Cobalt oxide was supported on ordered mesoporous zirconia (MZ) by wet impregnation, drying, water washing, and calcinations with cobalt acetate tetrahydrate as the metal precursor for the first time. The material (CoOx/MZIW) was characterized by X-ray diffraction, X-ray photoelectron spectroscopy, Fourier transform infrared spectroscopy, temperature-programmed reduction, and UV−vis diffuse reflectance spectra measurement. The studies showed that the [Co(H2O)6]2+ interacted strongly with surface hydroxyls of mesoporous zirconia, leading to a highly dispersed CoOx layer. The CoOx existed mainly as Co3O4 phase.

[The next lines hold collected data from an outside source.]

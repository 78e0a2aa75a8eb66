//! Auth-session state for the current browser user.
//!
//! SYSTEM CONTEXT
//! ==============
//! Used by route guards and user-aware components to coordinate login redirects
//! and identity-dependent rendering. The session manager owns the canonical
//! copy and mirrors every transition into a `RwSignal<AuthState>` context.

#[cfg(test)]
#[path = "auth_test.rs"]
mod auth_test;

use crate::net::types::UserProfile;

/// Authentication state tracking the current user and loading status.
///
/// Starts out loading; `loading` drops to `false` once, after the first
/// attempt to restore a persisted session.
#[derive(Clone, Debug, PartialEq, Eq)]
pub struct AuthState {
    pub user: Option<UserProfile>,
    pub loading: bool,
}

impl Default for AuthState {
    fn default() -> Self {
        Self { user: None, loading: true }
    }
}

/// Coarse session phase derived from [`AuthState`].
#[derive(Clone, Copy, Debug, PartialEq, Eq)]
pub enum SessionPhase {
    Loading,
    Authenticated,
    Unauthenticated,
}

impl AuthState {
    pub fn signed_in(user: UserProfile) -> Self {
        Self { user: Some(user), loading: false }
    }

    pub fn signed_out() -> Self {
        Self { user: None, loading: false }
    }

    pub fn is_authenticated(&self) -> bool {
        self.user.is_some()
    }

    pub fn phase(&self) -> SessionPhase {
        if self.loading {
            SessionPhase::Loading
        } else if self.is_authenticated() {
            SessionPhase::Authenticated
        } else {
            SessionPhase::Unauthenticated
        }
    }
}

Furthermore, the catalyst was found to be highly effective for the mineralization of 2,4-dichlorophenoxyacetic acid (2,4-D) aqueous solution with ozone. The multivalence oxidation states and high dispersion of CoOx enhanced the interfacial electron transfer, causing the higher catalytic reactivity. On the basis of all information obtained under different experimental conditions, CoOx/MZIW enhanced the mineralization of 2,4-D by the formation of the hydroxyl radical (•OH) resulting from the catalytic decomposition of ozone.